= What the exercise asks =
Write the records out again, unchanged.

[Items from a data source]
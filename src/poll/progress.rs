//! Progress sinks advanced by the poller while it waits.

use std::time::Duration;

use indicatif::{ProgressBar, ProgressStyle};

/// Receives one tick for every unsatisfied state check.
pub trait ProgressSink {
    /// Advances the indicator by one step.
    fn tick(&mut self);
}

/// Sink that discards ticks.
#[derive(Clone, Copy, Debug, Default)]
pub struct NoProgress;

impl ProgressSink for NoProgress {
    fn tick(&mut self) {}
}

impl ProgressSink for ProgressBar {
    fn tick(&mut self) {
        self.inc(1);
    }
}

impl<S: ProgressSink + ?Sized> ProgressSink for &mut S {
    fn tick(&mut self) {
        (**self).tick();
    }
}

/// Spinner for indeterminate waits; its position counts completed checks.
#[must_use]
pub fn spinner(message: &str) -> ProgressBar {
    let bar = ProgressBar::new_spinner();
    let style = ProgressStyle::with_template("{spinner:.cyan} {msg} ({pos} checks)")
        .unwrap_or_else(|_| ProgressStyle::default_spinner());
    bar.set_style(style);
    bar.set_message(message.to_owned());
    bar.enable_steady_tick(Duration::from_millis(120));
    bar
}

/// Hidden bar used when stderr is not interactive.
#[must_use]
pub fn hidden() -> ProgressBar {
    ProgressBar::hidden()
}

= Expected answer =
filename src/poll/progress.rs
//! Progress sinks advanced by the poller while it waits.

use std::time::Duration;

use indicatif::{ProgressBar, ProgressStyle};

/// Receives one tick for every unsatisfied state check.
pub trait ProgressSink {
    /// Advances the indicator by one step.
    fn tick(&mut self);
}

/// Sink that discards ticks.
#[derive(Clone, Copy, Debug, Default)]
pub struct NoProgress;

impl ProgressSink for NoProgress {
    fn tick(&mut self) {}
}

impl ProgressSink for ProgressBar {
    fn tick(&mut self) {
        self.inc(1);
    }
}

impl<S: ProgressSink + ?Sized> ProgressSink for &mut S {
    fn tick(&mut self) {
        (**self).tick();
    }
}

/// Spinner for indeterminate waits; its position counts completed checks.
#[must_use]
pub fn spinner(message: &str) -> ProgressBar {
    let bar = ProgressBar::new_spinner();
    let style = ProgressStyle::with_template("{spinner:.cyan} {msg} ({pos} checks)")
        .unwrap_or_else(|_| ProgressStyle::default_spinner());
    bar.set_style(style);
    bar.set_message(message.to_owned());
    bar.enable_steady_tick(Duration::from_millis(120));
    bar
}

/// Hidden bar used when stderr is not interactive.
#[must_use]
pub fn hidden() -> ProgressBar {
    ProgressBar::hidden()
}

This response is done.